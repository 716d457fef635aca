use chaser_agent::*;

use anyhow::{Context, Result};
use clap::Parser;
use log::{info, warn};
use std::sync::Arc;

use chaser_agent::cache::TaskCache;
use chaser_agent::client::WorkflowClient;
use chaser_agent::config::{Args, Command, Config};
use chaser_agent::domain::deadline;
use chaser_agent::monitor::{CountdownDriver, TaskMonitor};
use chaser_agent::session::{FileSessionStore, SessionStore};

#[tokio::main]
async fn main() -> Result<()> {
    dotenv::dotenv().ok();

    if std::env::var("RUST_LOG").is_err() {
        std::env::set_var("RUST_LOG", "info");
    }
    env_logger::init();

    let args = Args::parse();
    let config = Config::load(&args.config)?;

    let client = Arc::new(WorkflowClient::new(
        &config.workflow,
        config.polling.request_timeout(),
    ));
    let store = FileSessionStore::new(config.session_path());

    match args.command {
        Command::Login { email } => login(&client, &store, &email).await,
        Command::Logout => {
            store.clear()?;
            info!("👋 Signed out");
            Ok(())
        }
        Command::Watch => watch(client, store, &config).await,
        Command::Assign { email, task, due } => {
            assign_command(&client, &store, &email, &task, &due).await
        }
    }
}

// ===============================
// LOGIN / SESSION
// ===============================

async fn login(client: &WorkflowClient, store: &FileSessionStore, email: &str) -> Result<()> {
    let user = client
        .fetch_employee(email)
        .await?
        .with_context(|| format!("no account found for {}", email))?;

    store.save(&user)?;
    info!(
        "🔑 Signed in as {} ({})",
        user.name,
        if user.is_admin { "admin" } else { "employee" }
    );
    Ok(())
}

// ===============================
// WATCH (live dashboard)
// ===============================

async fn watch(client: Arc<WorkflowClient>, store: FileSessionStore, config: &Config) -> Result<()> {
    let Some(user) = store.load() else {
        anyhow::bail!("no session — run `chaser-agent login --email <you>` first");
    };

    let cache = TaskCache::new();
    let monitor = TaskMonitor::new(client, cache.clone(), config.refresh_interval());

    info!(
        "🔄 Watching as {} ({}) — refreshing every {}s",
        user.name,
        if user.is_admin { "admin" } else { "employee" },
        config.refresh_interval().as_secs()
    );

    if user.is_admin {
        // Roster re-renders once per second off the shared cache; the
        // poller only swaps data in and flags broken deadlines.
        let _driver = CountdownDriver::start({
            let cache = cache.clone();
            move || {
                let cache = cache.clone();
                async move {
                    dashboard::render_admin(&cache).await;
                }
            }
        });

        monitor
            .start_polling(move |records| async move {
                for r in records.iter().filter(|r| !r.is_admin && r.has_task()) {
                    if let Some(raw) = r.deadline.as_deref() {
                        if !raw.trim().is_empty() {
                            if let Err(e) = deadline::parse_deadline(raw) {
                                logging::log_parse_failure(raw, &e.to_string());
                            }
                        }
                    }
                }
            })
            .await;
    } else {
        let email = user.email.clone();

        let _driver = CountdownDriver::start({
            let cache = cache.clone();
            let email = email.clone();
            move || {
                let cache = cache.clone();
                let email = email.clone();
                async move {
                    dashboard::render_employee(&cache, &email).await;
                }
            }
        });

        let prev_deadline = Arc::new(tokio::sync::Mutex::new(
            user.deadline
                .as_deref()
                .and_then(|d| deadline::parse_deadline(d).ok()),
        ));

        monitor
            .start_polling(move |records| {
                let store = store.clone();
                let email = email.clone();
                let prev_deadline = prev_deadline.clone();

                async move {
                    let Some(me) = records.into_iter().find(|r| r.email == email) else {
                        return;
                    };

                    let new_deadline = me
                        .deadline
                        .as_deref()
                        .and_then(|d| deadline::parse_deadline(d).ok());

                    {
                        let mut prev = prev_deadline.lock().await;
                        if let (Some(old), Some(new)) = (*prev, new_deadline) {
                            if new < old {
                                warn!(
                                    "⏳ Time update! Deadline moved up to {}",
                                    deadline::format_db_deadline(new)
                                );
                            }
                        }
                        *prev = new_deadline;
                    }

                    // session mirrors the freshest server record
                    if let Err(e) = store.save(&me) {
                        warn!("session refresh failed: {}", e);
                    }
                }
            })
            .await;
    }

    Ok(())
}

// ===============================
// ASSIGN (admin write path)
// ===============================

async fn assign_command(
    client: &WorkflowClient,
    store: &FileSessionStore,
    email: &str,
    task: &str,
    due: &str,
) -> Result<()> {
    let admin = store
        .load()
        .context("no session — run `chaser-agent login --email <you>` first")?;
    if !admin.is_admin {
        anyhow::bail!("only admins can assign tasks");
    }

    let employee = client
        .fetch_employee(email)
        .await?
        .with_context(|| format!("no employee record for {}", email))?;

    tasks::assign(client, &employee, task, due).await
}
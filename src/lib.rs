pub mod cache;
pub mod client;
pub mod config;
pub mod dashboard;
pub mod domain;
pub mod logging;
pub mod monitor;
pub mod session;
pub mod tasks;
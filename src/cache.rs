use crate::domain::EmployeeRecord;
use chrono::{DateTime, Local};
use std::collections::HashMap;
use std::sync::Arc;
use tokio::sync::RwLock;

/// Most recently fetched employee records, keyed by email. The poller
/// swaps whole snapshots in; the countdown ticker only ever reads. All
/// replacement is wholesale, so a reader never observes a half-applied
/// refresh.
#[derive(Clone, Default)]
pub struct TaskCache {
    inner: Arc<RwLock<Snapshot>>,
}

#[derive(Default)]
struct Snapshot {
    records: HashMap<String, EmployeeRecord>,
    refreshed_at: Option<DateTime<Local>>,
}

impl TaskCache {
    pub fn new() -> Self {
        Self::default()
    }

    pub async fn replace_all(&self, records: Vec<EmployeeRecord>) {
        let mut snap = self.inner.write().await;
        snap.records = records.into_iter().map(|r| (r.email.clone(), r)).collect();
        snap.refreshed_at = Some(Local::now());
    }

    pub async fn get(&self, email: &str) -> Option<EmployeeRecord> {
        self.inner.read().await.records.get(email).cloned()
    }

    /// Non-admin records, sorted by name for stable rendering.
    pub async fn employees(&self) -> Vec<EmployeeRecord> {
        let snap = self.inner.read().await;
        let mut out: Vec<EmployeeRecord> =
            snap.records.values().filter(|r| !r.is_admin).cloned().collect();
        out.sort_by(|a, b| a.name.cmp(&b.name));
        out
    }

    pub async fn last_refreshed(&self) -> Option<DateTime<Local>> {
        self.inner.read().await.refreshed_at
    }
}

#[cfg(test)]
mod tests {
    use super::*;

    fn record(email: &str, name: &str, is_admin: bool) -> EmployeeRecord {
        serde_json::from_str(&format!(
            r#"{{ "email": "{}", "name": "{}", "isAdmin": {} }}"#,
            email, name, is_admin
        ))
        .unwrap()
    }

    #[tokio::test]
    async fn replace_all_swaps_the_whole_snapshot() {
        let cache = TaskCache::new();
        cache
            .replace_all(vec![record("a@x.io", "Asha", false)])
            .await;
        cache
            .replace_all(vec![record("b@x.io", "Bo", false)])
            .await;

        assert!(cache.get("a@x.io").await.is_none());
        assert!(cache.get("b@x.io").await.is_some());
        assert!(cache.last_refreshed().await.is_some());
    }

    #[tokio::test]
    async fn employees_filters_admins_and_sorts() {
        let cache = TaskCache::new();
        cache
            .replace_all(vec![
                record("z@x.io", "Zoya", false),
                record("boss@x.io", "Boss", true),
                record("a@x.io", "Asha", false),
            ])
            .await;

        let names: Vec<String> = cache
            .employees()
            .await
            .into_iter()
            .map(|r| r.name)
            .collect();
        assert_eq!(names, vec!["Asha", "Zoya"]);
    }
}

Problem details:
Every line of the data above should be reproduced word for word.

Answer section:
repository 716d457fef635aca
use chaser_agent::*;

use anyhow::{Context, Result};
use clap::Parser;
use log::{info, warn};
use std::sync::Arc;

use chaser_agent::cache::TaskCache;
use chaser_agent::client::WorkflowClient;
use chaser_agent::config::{Args, Command, Config};
use chaser_agent::domain::deadline;
use chaser_agent::monitor::{CountdownDriver, TaskMonitor};
use chaser_agent::session::{FileSessionStore, SessionStore};

#[tokio::main]
async fn main() -> Result<()> {
    dotenv::dotenv().ok();

    if std::env::var("RUST_LOG").is_err() {
        std::env::set_var("RUST_LOG", "info");
    }
    env_logger::init();

    let args = Args::parse();
    let config = Config::load(&args.config)?;

    let client = Arc::new(WorkflowClient::new(
        &config.workflow,
        config.polling.request_timeout(),
    ));
    let store = FileSessionStore::new(config.session_path());

    match args.command {
        Command::Login { email } => login(&client, &store, &email).await,
        Command::Logout => {
            store.clear()?;
            info!("👋 Signed out");
            Ok(())
        }
        Command::Watch => watch(client, store, &config).await,
        Command::Assign { email, task, due } => {
            assign_command(&client, &store, &email, &task, &due).await
        }
    }
}

// ===============================
// LOGIN / SESSION
// ===============================

async fn login(client: &WorkflowClient, store: &FileSessionStore, email: &str) -> Result<()> {
    let user = client
        .fetch_employee(email)
        .await?
        .with_context(|| format!("no account found for {}", email))?;

    store.save(&user)?;
    info!(
        "🔑 Signed in as {} ({})",
        user.name,
        if user.is_admin { "admin" } else { "employee" }
    );
    Ok(())
}

// ===============================
// WATCH (live dashboard)
// ===============================

async fn watch(client: Arc<WorkflowClient>, store: FileSessionStore, config: &Config) -> Result<()> {
    let Some(user) = store.load() else {
        anyhow::bail!("no session — run `chaser-agent login --email <you>` first");
    };

    let cache = TaskCache::new();
    let monitor = TaskMonitor::new(client, cache.clone(), config.refresh_interval());

    info!(
        "🔄 Watching as {} ({}) — refreshing every {}s",
        user.name,
        if user.is_admin { "admin" } else { "employee" },
        config.refresh_interval().as_secs()
    );

    if user.is_admin {
        // Roster re-renders once per second off the shared cache; the
        // poller only swaps data in and flags broken deadlines.
        let _driver = CountdownDriver::start({
            let cache = cache.clone();
            move || {
                let cache = cache.clone();
                async move {
                    dashboard::render_admin(&cache).await;
                }
            }
        });

        monitor
            .start_polling(move |records| async move {
                for r in records.iter().filter(|r| !r.is_admin && r.has_task()) {
                    if let Some(raw) = r.deadline.as_deref() {
                        if !raw.trim().is_empty() {
                            if let Err(e) = deadline::parse_deadline(raw) {
                                logging::log_parse_failure(raw, &e.to_string());
                            }
                        }
                    }
                }
            })
            .await;
    } else {
        let email = user.email.clone();

        let _driver = CountdownDriver::start({
            let cache = cache.clone();
            let email = email.clone();
            move || {
                let cache = cache.clone();
                let email = email.clone();
                async move {
                    dashboard::render_employee(&cache, &email).await;
                }
            }
        });

        let prev_deadline = Arc::new(tokio::sync::Mutex::new(
            user.deadline
                .as_deref()
                .and_then(|d| deadline::parse_deadline(d).ok()),
        ));

        monitor
            .start_polling(move |records| {
                let store = store.clone();
                let email = email.clone();
                let prev_deadline = prev_deadline.clone();

                async move {
                    let Some(me) = records.into_iter().find(|r| r.email == email) else {
                        return;
                    };

                    let new_deadline = me
                        .deadline
                        .as_deref()
                        .and_then(|d| deadline::parse_deadline(d).ok());

                    {
                        let mut prev = prev_deadline.lock().await;
                        if let (Some(old), Some(new)) = (*prev, new_deadline) {
                            if new < old {
                                warn!(
                                    "⏳ Time update! Deadline moved up to {}",
                                    deadline::format_db_deadline(new)
                                );
                            }
                        }
                        *prev = new_deadline;
                    }

                    // session mirrors the freshest server record
                    if let Err(e) = store.save(&me) {
                        warn!("session refresh failed: {}", e);
                    }
                }
            })
            .await;
    }

    Ok(())
}

// ===============================
// ASSIGN (admin write path)
// ===============================

async fn assign_command(
    client: &WorkflowClient,
    store: &FileSessionStore,
    email: &str,
    task: &str,
    due: &str,
) -> Result<()> {
    let admin = store
        .load()
        .context("no session — run `chaser-agent login --email <you>` first")?;
    if !admin.is_admin {
        anyhow::bail!("only admins can assign tasks");
    }

    let employee = client
        .fetch_employee(email)
        .await?
        .with_context(|| format!("no employee record for {}", email))?;

    tasks::assign(client, &employee, task, due).await
}
filename src/lib.rs
pub mod cache;
pub mod client;
pub mod config;
pub mod dashboard;
pub mod domain;
pub mod logging;
pub mod monitor;
pub mod session;
pub mod tasks;
filename src/cache.rs
use crate::domain::EmployeeRecord;
use chrono::{DateTime, Local};
use std::collections::HashMap;
use std::sync::Arc;
use tokio::sync::RwLock;

/// Most recently fetched employee records, keyed by email. The poller
/// swaps whole snapshots in; the countdown ticker only ever reads. All
/// replacement is wholesale, so a reader never observes a half-applied
/// refresh.
#[derive(Clone, Default)]
pub struct TaskCache {
    inner: Arc<RwLock<Snapshot>>,
}

#[derive(Default)]
struct Snapshot {
    records: HashMap<String, EmployeeRecord>,
    refreshed_at: Option<DateTime<Local>>,
}

impl TaskCache {
    pub fn new() -> Self {
        Self::default()
    }

    pub async fn replace_all(&self, records: Vec<EmployeeRecord>) {
        let mut snap = self.inner.write().await;
        snap.records = records.into_iter().map(|r| (r.email.clone(), r)).collect();
        snap.refreshed_at = Some(Local::now());
    }

    pub async fn get(&self, email: &str) -> Option<EmployeeRecord> {
        self.inner.read().await.records.get(email).cloned()
    }

    /// Non-admin records, sorted by name for stable rendering.
    pub async fn employees(&self) -> Vec<EmployeeRecord> {
        let snap = self.inner.read().await;
        let mut out: Vec<EmployeeRecord> =
            snap.records.values().filter(|r| !r.is_admin).cloned().collect();
        out.sort_by(|a, b| a.name.cmp(&b.name));
        out
    }

    pub async fn last_refreshed(&self) -> Option<DateTime<Local>> {
        self.inner.read().await.refreshed_at
    }
}

#[cfg(test)]
mod tests {
    use super::*;

    fn record(email: &str, name: &str, is_admin: bool) -> EmployeeRecord {
        serde_json::from_str(&format!(
            r#"{{ "email": "{}", "name": "{}", "isAdmin": {} }}"#,
            email, name, is_admin
        ))
        .unwrap()
    }

    #[tokio::test]
    async fn replace_all_swaps_the_whole_snapshot() {
        let cache = TaskCache::new();
        cache
            .replace_all(vec![record("a@x.io", "Asha", false)])
            .await;
        cache
            .replace_all(vec![record("b@x.io", "Bo", false)])
            .await;

        assert!(cache.get("a@x.io").await.is_none());
        assert!(cache.get("b@x.io").await.is_some());
        assert!(cache.last_refreshed().await.is_some());
    }

    #[tokio::test]
    async fn employees_filters_admins_and_sorts() {
        let cache = TaskCache::new();
        cache
            .replace_all(vec![
                record("z@x.io", "Zoya", false),
                record("boss@x.io", "Boss", true),
                record("a@x.io", "Asha", false),
            ])
            .await;

        let names: Vec<String> = cache
            .employees()
            .await
            .into_iter()
            .map(|r| r.name)
            .collect();
        assert_eq!(names, vec!["Asha", "Zoya"]);
    }
}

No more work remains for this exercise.